▶ _What is expected_: In these records, how many lines contain "Deserialize"? Please reply with the number only.

▶ _Records supplied_:
//! Batch enrichment of songs with provider statistics.
//!
//! Songs without Last.fm data get play counts, listeners, top tags and
//! similar tracks. A failure for one song is logged and counted; the batch
//! carries on.

use std::time::Duration;

use serde::{Deserialize, Serialize};

use encore_core::model::{SimilarTrack, Song};
use encore_core::schema::Database;

use crate::error::{EngineResult, ProviderResult};
use crate::provider::{SimilarityProvider, TrackInfoProvider};

/// Similar tracks stored per song.
pub const STORED_SIMILAR_TRACKS: usize = 10;

#[derive(Debug, Clone, Copy, PartialEq, Eq)]
pub struct EnrichOptions {
    /// Songs processed per batch.
    pub limit: usize,
    /// Pause between songs.
    pub delay: Duration,
}

impl Default for EnrichOptions {
    fn default() -> Self {
        Self {
            limit: 50,
            delay: Duration::from_millis(250),
        }
    }
}

#[derive(Debug, Clone, Copy, Default, PartialEq, Eq, Serialize, Deserialize)]
pub struct EnrichReport {
    pub attempted: usize,
    pub enriched: usize,
    pub not_found: usize,
    pub failed: usize,
}

/// Outcome for a single song.
#[derive(Debug, Clone, Copy, PartialEq, Eq)]
pub enum EnrichOutcome {
    Enriched,
    NotFound,
}

/// Fetches provider data for songs and stores it.
pub struct Enricher<'a> {
    info: &'a dyn TrackInfoProvider,
    similarity: &'a dyn SimilarityProvider,
    options: EnrichOptions,
}

impl std::fmt::Debug for Enricher<'_> {
    fn fmt(&self, f: &mut std::fmt::Formatter<'_>) -> std::fmt::Result {
        f.debug_struct("Enricher")
            .field("info", &self.info.name())
            .field("similarity", &self.similarity.name())
            .field("options", &self.options)
            .finish()
    }
}

impl<'a> Enricher<'a> {
    pub fn new(info: &'a dyn TrackInfoProvider, similarity: &'a dyn SimilarityProvider) -> Self {
        Self {
            info,
            similarity,
            options: EnrichOptions::default(),
        }
    }

    #[must_use]
    pub fn with_options(mut self, options: EnrichOptions) -> Self {
        self.options = options;
        self
    }

    /// Fetch and store provider data for one song.
    ///
    /// # Errors
    ///
    /// Returns the provider error if track info cannot be fetched, or a
    /// database error if the result cannot be stored. A failed similar
    /// track lookup only leaves the similar list empty.
    pub async fn enrich_song(&self, db: &Database, song: &Song) -> EngineResult<EnrichOutcome> {
        let Some(info) = self.info.track_info(&song.title, &song.artist).await? else {
            log::debug!("No {} data for {} by {}", self.info.name(), song.title, song.artist);
            return Ok(EnrichOutcome::NotFound);
        };

        let similar = self
            .similar_or_empty(&song.title, &song.artist)
            .await;
        db.update_lastfm_data(&song.id, &info.into_lastfm_data(similar))?;
        Ok(EnrichOutcome::Enriched)
    }

    async fn similar_or_empty(&self, title: &str, artist: &str) -> Vec<SimilarTrack> {
        let result: ProviderResult<Vec<SimilarTrack>> = self
            .similarity
            .similar_tracks(title, artist, STORED_SIMILAR_TRACKS)
            .await;
        result.unwrap_or_else(|e| {
            log::warn!("Similar tracks unavailable for {title} by {artist}: {e}");
            Vec::new()
        })
    }

    /// Enrich up to `limit` songs that have no provider data yet.
    ///
    /// # Errors
    ///
    /// Only fails if the candidate songs cannot be listed.
    pub async fn enrich_missing(&self, db: &Database) -> EngineResult<EnrichReport> {
        let songs = db.list_songs_missing_lastfm(self.options.limit)?;
        let mut report = EnrichReport::default();

        for (i, song) in songs.iter().enumerate() {
            if i > 0 && !self.options.delay.is_zero() {
                tokio::time::sleep(self.options.delay).await;
            }
            report.attempted += 1;
            match self.enrich_song(db, song).await {
                Ok(EnrichOutcome::Enriched) => report.enriched += 1,
                Ok(EnrichOutcome::NotFound) => report.not_found += 1,
                Err(e) => {
                    log::warn!("Failed to enrich {} by {}: {e}", song.title, song.artist);
                    report.failed += 1;
                }
            }
        }

        log::info!(
            "Enriched {} of {} songs ({} not found, {} failed)",
            report.enriched,
            report.attempted,
            report.not_found,
            report.failed
        );
        Ok(report)
    }
}
use thiserror::Error;

#[derive(Debug, Error)]
pub enum Error {
    #[error("database error: {0}")]
    Database(#[from] rusqlite::Error),

    #[error("I/O error: {0}")]
    Io(#[from] std::io::Error),

    #[error("serialization error: {0}")]
    Serialization(#[from] serde_json::Error),

    #[error("not found: {entity} with id {id}")]
    NotFound { entity: &'static str, id: String },

    #[error("invalid data: {0}")]
    InvalidData(String),

    /// Too few snapshot passes exist to answer a trend query.
    #[error("not enough snapshots for {window}: need {required}, have {available}")]
    InsufficientData {
        window: String,
        required: usize,
        available: usize,
    },
}

impl Error {
    pub fn not_found(entity: &'static str, id: impl ToString) -> Self {
        Self::NotFound {
            entity,
            id: id.to_string(),
        }
    }

    /// Whether the caller can fix the request (as opposed to a server fault).
    pub fn is_client_error(&self) -> bool {
        matches!(
            self,
            Self::NotFound { .. } | Self::InvalidData(_) | Self::InsufficientData { .. }
        )
    }
}

pub type Result<T> = std::result::Result<T, Error>;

▶ _Answer box_: 2